Executivo da JBS diz que Temer deu aval à “compra de silêncio” de Eduardo Cunha

Marcelo Camargo/Agência Brasil

“Tem que manter isso, viu?”, disse o presidente Michel Temer (PMDB) sobre mesada milionária ao ex-presidente da Câmara Eduardo Cunha (PMDB), segundo revelou o executivo Joesley Batista, do Grupo JBS. A informação foi revelada, no início da noite desta quarta-feira (17), com exclusividade pelo jornalista Lauro Jardim, no site do jornal O Globo.

Joesley diz ter gravado conversa com Temer na noite de 7 de março durante reunião de cerca de 40 minutos no Palácio do Jaburu. O executivo disse que comentou detalhes com o presidente da mesada também paga ao lobista Lúcio Funaro, antigo aliado de Cunha.

Os dois estão presos – o ex-deputado pegou 15 anos e quatro meses de condenação imposta pelo juiz federal Sérgio Moro; o lobista está custodiado preventivamente em Brasília.

Em depoimento aos procuradores da força-tarefa da Lava Jato, Joesley disse que “não foi” Temer quem determinou a mesada a Eduardo Cunha. Mas ele afirma que o presidente “tinha pleno conhecimento” da operação pelo silêncio do peemedebista.

Os pagamentos ilícitos foram monitorados pela Polícia Federal. O procedimento é denominado “ação controlada” – com autorização judicial, agentes seguem os alvos, fazem filmagens e gravações ambientais. Um repasse filmado foi de R$ 400 mil para uma irmã de Funaro, Roberta.

Na Câmara

Já na Câmara dos Deputados, o presidente Rodrigo Maia (DEM-RJ), encerrou mais cedo a sessão plenária, de ontem, depois da divulgação da notícia de o empresário gravou o presidente Michel Temer dando aval para “compra de silêncio” do ex-deputado Eduardo Cunha.

Ao deixar a Câmara às pressas, Maia afirmou que não havia mais clima para trabalhar e disse que só se pronunciaria após ver o teor da denúncia. “Não tem mais clima para trabalhar. Só isso”, afirmou Maia, ao deixar o plenário.
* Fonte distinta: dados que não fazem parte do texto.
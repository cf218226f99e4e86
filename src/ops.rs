/// Pure collection operations over the persisted records
///
/// Every storage write is a whole-value read-modify-write; the functions here
/// are the "modify" step, shared by the content script and the standalone
/// views so the semantics stay in one place.

use std::collections::HashMap;

use crate::chat_data::{Category, PinnedChat};

/// Chat id → category ids the chat belongs to. A key is never kept with an
/// empty list; the entry is deleted when the last category is removed.
pub type ChatCategoryMap = HashMap<String, Vec<String>>;

pub const DEFAULT_CATEGORY_ID: &str = "important";
pub const DEFAULT_CATEGORY_NAME: &str = "Important";

pub fn is_pinned(chats: &[PinnedChat], id: &str) -> bool {
    chats.iter().any(|chat| chat.id == id)
}

/// Prepend a new pin, most-recently-pinned first.
///
/// Does not check for an existing entry with the same id; callers wanting
/// toggle semantics go through `ChatStore::toggle_chat_pin`.
pub fn pin_chat(chats: &mut Vec<PinnedChat>, id: &str, name: &str) {
    chats.insert(0, PinnedChat::new(id.to_string(), name.to_string()));
}

/// Remove every entry matching `id`
pub fn unpin_chat(chats: &mut Vec<PinnedChat>, id: &str) {
    chats.retain(|chat| chat.id != id);
}

/// Ensure the built-in "Important" category exists, by name.
///
/// Returns true if it had to be added, in which case the caller persists the
/// healed list. Safe to run on every read.
pub fn ensure_default_category(categories: &mut Vec<Category>) -> bool {
    if categories.iter().any(|c| c.name == DEFAULT_CATEGORY_NAME) {
        return false;
    }

    categories.insert(
        0,
        Category {
            id: DEFAULT_CATEGORY_ID.to_string(),
            name: DEFAULT_CATEGORY_NAME.to_string(),
            is_default: true,
        },
    );
    true
}

/// Build a new user category with a creation-time-derived id
pub fn new_category(name: &str, now_ms: f64) -> Category {
    Category {
        id: format!("category_{}", now_ms as u64),
        name: name.to_string(),
        is_default: false,
    }
}

/// Remove a category and strip it from every chat's association list,
/// deleting chat entries whose list becomes empty
pub fn delete_category(
    categories: &mut Vec<Category>,
    map: &mut ChatCategoryMap,
    category_id: &str,
) {
    categories.retain(|c| c.id != category_id);

    map.retain(|_, category_ids| {
        category_ids.retain(|id| id != category_id);
        !category_ids.is_empty()
    });
}

/// Associate a chat with a category; a no-op if already associated
pub fn add_chat_to_category(map: &mut ChatCategoryMap, chat_id: &str, category_id: &str) {
    let category_ids = map.entry(chat_id.to_string()).or_default();

    if !category_ids.iter().any(|id| id == category_id) {
        category_ids.push(category_id.to_string());
    }
}

/// Remove one association; deletes the chat's entry if it was the last one
pub fn remove_chat_from_category(map: &mut ChatCategoryMap, chat_id: &str, category_id: &str) {
    if let Some(category_ids) = map.get_mut(chat_id) {
        category_ids.retain(|id| id != category_id);

        if category_ids.is_empty() {
            map.remove(chat_id);
        }
    }
}

/// Drop every association for a chat. Returns true if an entry was removed.
pub fn prune_chat_associations(map: &mut ChatCategoryMap, chat_id: &str) -> bool {
    map.remove(chat_id).is_some()
}

/// Pinned chats that belong to `category_id`, in pinned order
pub fn chats_in_category(
    chats: &[PinnedChat],
    map: &ChatCategoryMap,
    category_id: &str,
) -> Vec<PinnedChat> {
    chats
        .iter()
        .filter(|chat| {
            map.get(&chat.id)
                .is_some_and(|ids| ids.iter().any(|id| id == category_id))
        })
        .cloned()
        .collect()
}

/// Case-insensitive substring search over chat names; a blank query keeps all
pub fn filter_chats_by_name(chats: &[PinnedChat], query: &str) -> Vec<PinnedChat> {
    let query = query.trim().to_lowercase();

    if query.is_empty() {
        return chats.to_vec();
    }

    chats
        .iter()
        .filter(|chat| chat.name.to_lowercase().contains(&query))
        .cloned()
        .collect()
}

#[cfg(test)]
mod tests {
    use super::*;

    fn pinned(entries: &[(&str, &str)]) -> Vec<PinnedChat> {
        entries
            .iter()
            .map(|(id, name)| PinnedChat::new(id.to_string(), name.to_string()))
            .collect()
    }

    #[test]
    fn test_pin_on_empty_store() {
        let mut chats = Vec::new();

        pin_chat(&mut chats, "abc", "Trip Planning");

        assert_eq!(chats, pinned(&[("abc", "Trip Planning")]));
    }

    #[test]
    fn test_pin_prepends_most_recent_first() {
        let mut chats = Vec::new();

        pin_chat(&mut chats, "a", "First");
        pin_chat(&mut chats, "b", "Second");
        pin_chat(&mut chats, "c", "Third");

        let ids: Vec<&str> = chats.iter().map(|c| c.id.as_str()).collect();
        assert_eq!(ids, ["c", "b", "a"]);
    }

    #[test]
    fn test_pin_unpin_pin_parity() {
        let mut chats = Vec::new();

        pin_chat(&mut chats, "a", "Chat");
        unpin_chat(&mut chats, "a");
        assert!(!is_pinned(&chats, "a"));

        pin_chat(&mut chats, "a", "Chat");
        assert!(is_pinned(&chats, "a"));
    }

    #[test]
    fn test_pin_twice_keeps_duplicate() {
        // pin_chat does not de-duplicate; pinning a pinned id again grows the
        // list. Asserted so an accidental "fix" fails loudly.
        let mut chats = Vec::new();

        pin_chat(&mut chats, "a", "Chat");
        pin_chat(&mut chats, "a", "Chat");

        assert!(is_pinned(&chats, "a"));
        assert_eq!(chats.len(), 2);
        assert_eq!(chats[0].id, "a");
        assert_eq!(chats[1].id, "a");
    }

    #[test]
    fn test_unpin_removes_all_duplicates() {
        let mut chats = pinned(&[("a", "Chat"), ("b", "Other"), ("a", "Chat")]);

        unpin_chat(&mut chats, "a");

        assert_eq!(chats, pinned(&[("b", "Other")]));
    }

    #[test]
    fn test_unpin_missing_id_is_noop() {
        let mut chats = pinned(&[("a", "Chat")]);

        unpin_chat(&mut chats, "missing");

        assert_eq!(chats.len(), 1);
    }

    #[test]
    fn test_default_category_created_on_empty() {
        let mut categories = Vec::new();

        let healed = ensure_default_category(&mut categories);

        assert!(healed);
        assert_eq!(categories.len(), 1);
        assert_eq!(categories[0].id, DEFAULT_CATEGORY_ID);
        assert_eq!(categories[0].name, DEFAULT_CATEGORY_NAME);
        assert!(categories[0].is_default);
    }

    #[test]
    fn test_default_category_not_duplicated() {
        let mut categories = Vec::new();

        ensure_default_category(&mut categories);
        let healed_again = ensure_default_category(&mut categories);

        assert!(!healed_again);
        assert_eq!(
            categories
                .iter()
                .filter(|c| c.name == DEFAULT_CATEGORY_NAME)
                .count(),
            1
        );
    }

    #[test]
    fn test_default_category_matched_by_name() {
        // A user-created category named "Important" satisfies the invariant
        // even without the default flag; the heal keys on the name.
        let mut categories = vec![new_category("Important", 1_000.0)];

        let healed = ensure_default_category(&mut categories);

        assert!(!healed);
        assert_eq!(categories.len(), 1);
    }

    #[test]
    fn test_new_category_id_derived_from_time() {
        let category = new_category("Work", 1_698_508_200_000.0);

        assert_eq!(category.id, "category_1698508200000");
        assert_eq!(category.name, "Work");
        assert!(!category.is_default);
    }

    #[test]
    fn test_add_chat_to_category_is_idempotent() {
        let mut map = ChatCategoryMap::new();

        add_chat_to_category(&mut map, "a", "work_id");
        add_chat_to_category(&mut map, "a", "work_id");

        assert_eq!(map.get("a").unwrap().len(), 1);
    }

    #[test]
    fn test_add_chat_keeps_insertion_order() {
        let mut map = ChatCategoryMap::new();

        add_chat_to_category(&mut map, "a", "work_id");
        add_chat_to_category(&mut map, "a", "important");

        assert_eq!(map.get("a").unwrap(), &["work_id", "important"]);
    }

    #[test]
    fn test_remove_last_category_deletes_chat_key() {
        let mut map = ChatCategoryMap::new();
        add_chat_to_category(&mut map, "a", "work_id");

        remove_chat_from_category(&mut map, "a", "work_id");

        assert!(!map.contains_key("a"));
    }

    #[test]
    fn test_remove_category_keeps_remaining_associations() {
        let mut map = ChatCategoryMap::new();
        add_chat_to_category(&mut map, "a", "work_id");
        add_chat_to_category(&mut map, "a", "important");

        remove_chat_from_category(&mut map, "a", "work_id");

        assert_eq!(map.get("a").unwrap(), &["important"]);
    }

    #[test]
    fn test_chats_in_category_intersects_with_pins() {
        let chats = pinned(&[("a", "Alpha"), ("b", "Beta")]);
        let mut map = ChatCategoryMap::new();
        add_chat_to_category(&mut map, "a", "work_id");
        // "c" is associated but not pinned; it must not appear.
        add_chat_to_category(&mut map, "c", "work_id");

        let result = chats_in_category(&chats, &map, "work_id");

        assert_eq!(result, pinned(&[("a", "Alpha")]));
    }

    #[test]
    fn test_association_survives_unpin() {
        // Accepted inconsistency: unpinning does not cascade into the
        // association map under the default policy.
        let mut chats = pinned(&[("a", "Alpha")]);
        let mut map = ChatCategoryMap::new();
        add_chat_to_category(&mut map, "a", "work_id");

        unpin_chat(&mut chats, "a");

        assert!(map.contains_key("a"));
        assert!(chats_in_category(&chats, &map, "work_id").is_empty());
    }

    #[test]
    fn test_prune_chat_associations() {
        let mut map = ChatCategoryMap::new();
        add_chat_to_category(&mut map, "a", "work_id");
        add_chat_to_category(&mut map, "a", "important");

        assert!(prune_chat_associations(&mut map, "a"));
        assert!(!map.contains_key("a"));
        assert!(!prune_chat_associations(&mut map, "a"));
    }

    #[test]
    fn test_delete_category_cascades() {
        let mut categories = vec![new_category("Work", 1_000.0)];
        let work_id = categories[0].id.clone();
        ensure_default_category(&mut categories);

        let mut map = ChatCategoryMap::new();
        add_chat_to_category(&mut map, "a", &work_id);
        add_chat_to_category(&mut map, "b", &work_id);
        add_chat_to_category(&mut map, "b", DEFAULT_CATEGORY_ID);

        delete_category(&mut categories, &mut map, &work_id);

        assert!(categories.iter().all(|c| c.id != work_id));
        // "a" only had the deleted category; its key is gone entirely.
        assert!(!map.contains_key("a"));
        assert_eq!(map.get("b").unwrap(), &[DEFAULT_CATEGORY_ID]);
    }

    #[test]
    fn test_filter_chats_by_name_case_insensitive() {
        let chats = pinned(&[("a", "Trip Planning"), ("b", "Groceries")]);

        let result = filter_chats_by_name(&chats, "tRiP");

        assert_eq!(result, pinned(&[("a", "Trip Planning")]));
    }

    #[test]
    fn test_filter_chats_by_name_substring() {
        let chats = pinned(&[("a", "Trip Planning"), ("b", "Planting")]);

        let result = filter_chats_by_name(&chats, "plan");

        assert_eq!(result.len(), 2);
    }

    #[test]
    fn test_filter_chats_blank_query_keeps_all() {
        let chats = pinned(&[("a", "Trip Planning"), ("b", "Groceries")]);

        assert_eq!(filter_chats_by_name(&chats, "").len(), 2);
        assert_eq!(filter_chats_by_name(&chats, "   ").len(), 2);
    }
}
Na saída, o presidente da Câmara bateu boca com o deputado Alessandro Molon (Rede-RJ).

Molon pediu a Maia que deixasse a sessão de debates abertas, para que a oposição pudesse se manifestar contra o presidente Temer, pedido negado por Maia. “Tem de ver primeiro o que é”, afirmou Maia quando entrava no carro oficial. Ele negou que estivesse indo ao Palácio do Planalto.

No Senado

O senador Lindbergh Farias (PT-RJ) foi o responsável por dar a notícia, em plenário, do suposto áudio entre donos da JBS e o presidente Michel Temer, autorizando a compra do silêncio do ex-presidente da Câmara, Eduardo Cunha (PMDB-RJ).

“O governo Temer acabou”, afirmou o senador após ler a notícia da existência de suposto áudio durante as votações no plenário do Senado. Para o parlamentar de oposição, o fato é grave e passível de afastamento do presidente. Para ele, o áudio comprova golpe no processo de impeachment da ex-presidente Dilma Rousseff.

O presidente do Senado Federal, Eunício Oliveira (PMDB-CE), aliado de Michel Temer, tentou abafar as manifestações no plenário e dar continuidade às votações na Casa. Ele seguiu aprovando simbolicamente diversos projetos, enquanto os senadores esvaziavam o plenário para se reunirem com suas bancadas.

Novo pedido de impeachment

Um novo pedido de impeachment do presidente Michel Temer foi protocolado ainda na noite desta quarta-feira (17). O pedido, de autoria do deputado Alessandro Molon (Rede-RJ), é baseado nessa denúncia do empresário Joesly Batista.

Na Câmara, já existe outro pedido de impeachment contra o presidente aberto por ordem do ministro Marco Aurélio Mello, do Supremo Tribunal Federal (STF). A decisão do ministro é de abril do ano passado. Desde então, a comissão especial que analisará esse primeiro pedido ainda não foi instalada na Casa. Isso porque líderes de partidos da base aliada resistem a indicar os deputados de suas bancadas para compor o colegiado.